価値にはふたつの種類がある、根源的価値とそうでない価値である

ある人が価値Aをもっているとする。誰かから価値Aをもつ合理的根拠を求められた場合、その人は「私は価値Bをもっているので、価値Aをもっているのだ」と答えるはずである。この場合の「ので」は発言者が合理的アナロジーをおこなったことを意味する。「価値Aは価値Bから論理的に類推される」ということである。

ある人がもつ価値は有限個である。よって、合理的アナロジーを逆向きにたどっていくと何からも帰結されない根源的価値に行き着く。

根源的価値に行き着かない場合もある。それは価値Xから直接あるいは間接に導き出される価値Yが価値Xの根拠にもなっている場合で、このとき循環をなすすべての価値が全体として根源的価値であると見なすこともできるだろう。

根源的価値の価値は評価不能である

ある人が「事物Aは価値がある」と言う場合、事物Aがその人のもついずれかの価値によって肯定されることを意味する。「事物Aは価値がない」と言ったときには、何らかの価値が事物Aを否定していることを意味する。
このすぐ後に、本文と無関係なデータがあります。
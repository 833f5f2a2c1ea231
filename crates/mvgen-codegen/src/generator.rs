//! The generator interface and the pass boundary.

use std::any::Any;
use std::panic::{self, AssertUnwindSafe};

use mvgen_core::{Diagnostic, DiagnosticDescriptor, GeneratorConfig, SemanticModel};

use crate::cancel::CancellationToken;
use crate::error::{GeneratorError, Result};

/// Common trait for source generators.
pub trait SourceGenerator: Sync {
    /// Generator name, as written in `GeneratedCode` attributes.
    fn name(&self) -> &'static str;

    /// Run one generation pass over a compilation snapshot.
    ///
    /// Returns `Err(Cancelled)` when `cancel` fires mid-pass; every other
    /// failure is reported as a diagnostic in the output.
    fn generate(
        &self,
        model: &dyn SemanticModel,
        config: &GeneratorConfig,
        cancel: &CancellationToken,
    ) -> Result<GeneratorOutput>;
}

/// One generated source unit.
#[derive(Debug, Clone, PartialEq, Eq)]
pub struct GeneratedSource {
    /// Unique file name of the unit, ending in `.g.cs`
    pub hint_name: String,
    pub text: String,
}

/// Everything a pass produced.
#[derive(Debug, Clone, Default, PartialEq)]
pub struct GeneratorOutput {
    pub sources: Vec<GeneratedSource>,
    pub diagnostics: Vec<Diagnostic>,
}

impl GeneratorOutput {
    pub fn is_empty(&self) -> bool {
        self.sources.is_empty() && self.diagnostics.is_empty()
    }

    pub fn has_errors(&self) -> bool {
        self.diagnostics.iter().any(Diagnostic::is_error)
    }

    /// Append another output after this one.
    pub fn extend(&mut self, other: GeneratorOutput) {
        self.sources.extend(other.sources);
        self.diagnostics.extend(other.diagnostics);
    }
}

/// Run `f`, turning a panic into [`GeneratorError::Panicked`].
pub(crate) fn guard<T>(f: impl FnOnce() -> Result<T>) -> Result<T> {
    match panic::catch_unwind(AssertUnwindSafe(f)) {
        Ok(result) => result,
        Err(payload) => Err(GeneratorError::Panicked(panic_message(payload.as_ref()))),
    }
}

fn panic_message(payload: &(dyn Any + Send)) -> String {
    if let Some(message) = payload.downcast_ref::<&str>() {
        (*message).to_string()
    } else if let Some(message) = payload.downcast_ref::<String>() {
        message.clone()
    } else {
        "unknown panic".to_string()
    }
}

/// The whole-pass diagnostic for an unexpected failure.
pub(crate) fn internal_error(descriptor: &'static DiagnosticDescriptor, error: &GeneratorError) -> Diagnostic {
    Diagnostic::create(descriptor, None, &[&error.to_string()])
}

#[cfg(test)]
mod tests {
    use super::*;
    use crate::diagnostics::UNION_INTERNAL_ERROR;

    #[test]
    fn test_guard_passes_results_through() {
        assert_eq!(guard(|| Ok(3)).unwrap(), 3);
        assert!(matches!(guard::<()>(|| Err(GeneratorError::Cancelled)), Err(GeneratorError::Cancelled)));
    }

    #[test]
    fn test_guard_catches_panics() {
        let result = guard::<()>(|| panic!("unexpected symbol shape"));
        match result {
            Err(GeneratorError::Panicked(message)) => assert_eq!(message, "unexpected symbol shape"),
            other => panic!("expected a caught panic, got {other:?}"),
        }

        let formatted = guard::<()>(|| panic!("bad index {}", 7));
        assert!(matches!(formatted, Err(GeneratorError::Panicked(m)) if m == "bad index 7"));
    }

    #[test]
    fn test_internal_error_diagnostic() {
        let diagnostic = internal_error(&UNION_INTERNAL_ERROR, &GeneratorError::MissingSymbol("Game.Vm".into()));
        assert_eq!(diagnostic.code(), "SG_INTERNAL_UNIONS_01");
        assert!(diagnostic.is_error());
        assert_eq!(diagnostic.location, None);
        assert_eq!(
            diagnostic.message,
            "This error indicates a bug in the Internal Union source generators. Error message: 'No symbol declared for 'Game.Vm''."
        );
    }
}
#[cfg(test)]
mod tests {
    use super::*;
    use crate::metadata::{standard_references, unity_engine};

    fn compile(source: &str) -> Compilation {
        Compilation::builder("Game")
            .references(standard_references())
            .reference(unity_engine())
            .source("Game.cs", source)
            .build()
            .unwrap()
    }

    fn declared<'c>(compilation: &'c Compilation, metadata_name: &str) -> &'c TypeSymbol {
        let id = compilation.type_by_metadata_name(metadata_name).unwrap();
        compilation.type_symbol(id)
    }

    const SOURCE: &str = r#"
using System.Collections.Generic;
using UnityEngine;
using ZBase.Foundation.Mvvm.ViewBinding;
using ZBase.Foundation.Mvvm.Unions;

[assembly: ZBase.Foundation.Mvvm.SkipGeneratorForAssembly]

namespace Game.Ui
{
    public interface IScore<T> : IUnion<T> { }

    public struct Score : IScore<int> { }

    public partial class HealthBinder : MonoBinder<RectTransform>
    {
        private BindingProperty _bindingFieldForSetValue;
        private List<Vector2> _points, _extra;

        public int Count { get; set; }

        [BindingProperty]
        [field: Label("Value")]
        private void SetValue(in float value) { }

        [BindingCommand]
        partial void OnClick();

        partial void OnClick() { }

        public class Nested
        {
            private Mode _mode;
            private Nested _self;
        }

        public enum Mode { On, Off }
    }
}
"#;

    #[test]
    fn test_declared_type_full_names() {
        let compilation = compile(SOURCE);
        let binder = declared(&compilation, "Game.Ui.HealthBinder");
        assert_eq!(binder.full_name, "global::Game.Ui.HealthBinder");
        assert_eq!(binder.kind, TypeKind::Class);
        assert_eq!(binder.assembly, "Game");

        let nested = declared(&compilation, "Game.Ui.HealthBinder+Nested");
        assert_eq!(nested.full_name, "global::Game.Ui.HealthBinder.Nested");

        let int = declared(&compilation, "System.Int32");
        assert_eq!(int.full_name, "int");
        assert!(int.is_value_type());
    }

    #[test]
    fn test_base_types_and_interfaces() {
        let compilation = compile(SOURCE);
        let binder = declared(&compilation, "Game.Ui.HealthBinder");
        let base = compilation.type_symbol(binder.base_type.unwrap());
        assert_eq!(
            base.full_name,
            "global::ZBase.Foundation.Mvvm.ViewBinding.MonoBinder<global::UnityEngine.RectTransform>"
        );
        assert!(compilation.implements_interface(binder.id, "global::ZBase.Foundation.Mvvm.ViewBinding.IBinder"));

        let mono_behaviour = compilation.type_symbol(base.base_type.unwrap());
        assert_eq!(mono_behaviour.full_name, "global::UnityEngine.MonoBehaviour");
    }

    #[test]
    fn test_generic_interfaces_are_substituted() {
        let compilation = compile(SOURCE);
        let score = declared(&compilation, "Game.Ui.Score");
        let interfaces: Vec<&str> = compilation
            .all_interfaces(score.id)
            .into_iter()
            .map(|id| compilation.full_name(id))
            .collect();
        assert_eq!(
            interfaces,
            vec![
                "global::Game.Ui.IScore<int>",
                "global::ZBase.Foundation.Mvvm.Unions.IUnion<int>",
            ]
        );
    }

    #[test]
    fn test_members() {
        let compilation = compile(SOURCE);
        let binder = declared(&compilation, "Game.Ui.HealthBinder");

        let fields: Vec<(&str, &str)> = binder
            .fields()
            .map(|f| (f.name.as_str(), compilation.full_name(f.ty.unwrap())))
            .collect();
        assert_eq!(
            fields,
            vec![
                ("_bindingFieldForSetValue", "global::ZBase.Foundation.Mvvm.ViewBinding.BindingProperty"),
                ("_points", "global::System.Collections.Generic.List<global::UnityEngine.Vector2>"),
                ("_extra", "global::System.Collections.Generic.List<global::UnityEngine.Vector2>"),
            ]
        );

        let methods: Vec<&MethodSymbol> = binder.methods().collect();
        assert_eq!(methods.len(), 2);

        let set_value = methods[0];
        assert_eq!(set_value.accessibility, Accessibility::Private);
        assert!(set_value.returns_void);
        assert_eq!(set_value.parameters[0].ref_kind, mvgen_core::RefKind::In);
        assert_eq!(compilation.full_name(set_value.parameters[0].ty.unwrap()), "float");
        assert!(set_value
            .attribute("global::ZBase.Foundation.Mvvm.ViewBinding.BindingPropertyAttribute")
            .is_some());
        // field-targeted attributes are not method attributes
        assert_eq!(set_value.attributes.len(), 1);
        assert_eq!(set_value.attribute_syntax.len(), 2);

        let on_click = methods[1];
        assert_eq!(on_click.name, "OnClick");
        assert!(on_click.is_partial_definition);
    }

    #[test]
    fn test_nested_lookup() {
        let compilation = compile(SOURCE);
        let nested = declared(&compilation, "Game.Ui.HealthBinder+Nested");
        let types: Vec<&str> = nested.fields().map(|f| compilation.full_name(f.ty.unwrap())).collect();
        assert_eq!(
            types,
            vec!["global::Game.Ui.HealthBinder.Mode", "global::Game.Ui.HealthBinder.Nested"]
        );
    }

    #[test]
    fn test_assembly_attributes() {
        let compilation = compile(SOURCE);
        assert!(compilation.assembly_has_attribute("global::ZBase.Foundation.Mvvm.SkipGeneratorForAssemblyAttribute"));
        assert!(!compilation.assembly_has_attribute("global::System.ObsoleteAttribute"));
    }

    #[test]
    fn test_bind_type_query() {
        let compilation = compile(SOURCE);
        let tree = &compilation.syntax_trees()[0];
        let binder = &tree.types[2];
        assert_eq!(binder.name, "HealthBinder");

        let MemberDecl::Field(field) = &binder.members[1] else {
            panic!("expected field");
        };
        let id = compilation.bind_type(binder, &field.ty).unwrap();
        assert_eq!(compilation.full_name(id), "global::System.Collections.Generic.List<global::UnityEngine.Vector2>");
        assert_eq!(compilation.declared_type(binder), compilation.type_by_metadata_name("Game.Ui.HealthBinder"));

        let MemberDecl::Method(method) = &binder.members[3] else {
            panic!("expected method");
        };
        let label = compilation.bind_attribute(binder, &method.attributes[1]).unwrap();
        assert_eq!(compilation.full_name(label), "global::ZBase.Foundation.Mvvm.ViewBinding.LabelAttribute");
    }

    #[test]
    fn test_nullable_and_arrays() {
        let compilation = compile(
            "namespace N { class C { int? _a; string? _b; UnityEngine.Color[] _c; Missing _d; } }",
        );
        let c = declared(&compilation, "N.C");
        let types: Vec<Option<&str>> = c
            .fields()
            .map(|f| f.ty.map(|id| compilation.full_name(id)))
            .collect();
        assert_eq!(
            types,
            vec![
                Some("global::System.Nullable<int>"),
                Some("string"),
                Some("global::UnityEngine.Color[]"),
                None,
            ]
        );
    }

    #[test]
    fn test_referenced_assemblies() {
        let compilation = compile("class A { }");
        let names: Vec<String> = compilation
            .referenced_assemblies()
            .iter()
            .map(|a| a.display_name())
            .collect();
        assert!(names.iter().any(|n| n.starts_with("UnityEngine,")));
        assert_eq!(compilation.assembly_name(), "Game");
    }

    #[test]
    fn test_unparsable_source_is_skipped() {
        let compilation = Compilation::builder("Game")
            .references(standard_references())
            .source("Broken.cs", "class A {")
            .source("Good.cs", "namespace Game { public class B { } }")
            .build()
            .unwrap();

        assert_eq!(compilation.syntax_trees().len(), 1);
        assert!(compilation.type_by_metadata_name("Game.B").is_some());
        assert_eq!(compilation.parse_errors().len(), 1);
        assert!(compilation.parse_errors()[0].to_string().starts_with("Failed to parse Broken.cs"));
    }
}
ニヒリズムは「価値には価値がない」と主張する。しかし実際には根源的価値の価値は評価不能である。根源的価値を肯定したり否定したりする価値はないからである。

根源的価値は世界の構造によって内面化される

「世界の構造によって」という表現は便利だが、有用なことは何も意味しない。「世界の構造によって」という言葉は、厚さのない布で町をすっぽり覆うようなものである。覆う前と覆った後で変わるものは何もない。

いわば、世界の構造はある人の価値観の全体を規定するが、その人は自分の全体の外には出られない。

内面化された根源的価値は信仰によって正当化される

信仰は合理的アナロジーによって正当化できなかった根源的価値を正当化する。その形式は「何にせよ私はこの価値を信仰しているのだ」というものである。

ふたりの人間が議論において分かり合えないとき、それはふたりの対立が信仰の対立だからである。

前出のふたりがその後合意に達したとすれば、それはふたりのうちのどちらかが(あるいはどちらともが)議論をするという世界の構造によって価値を変化させたからである。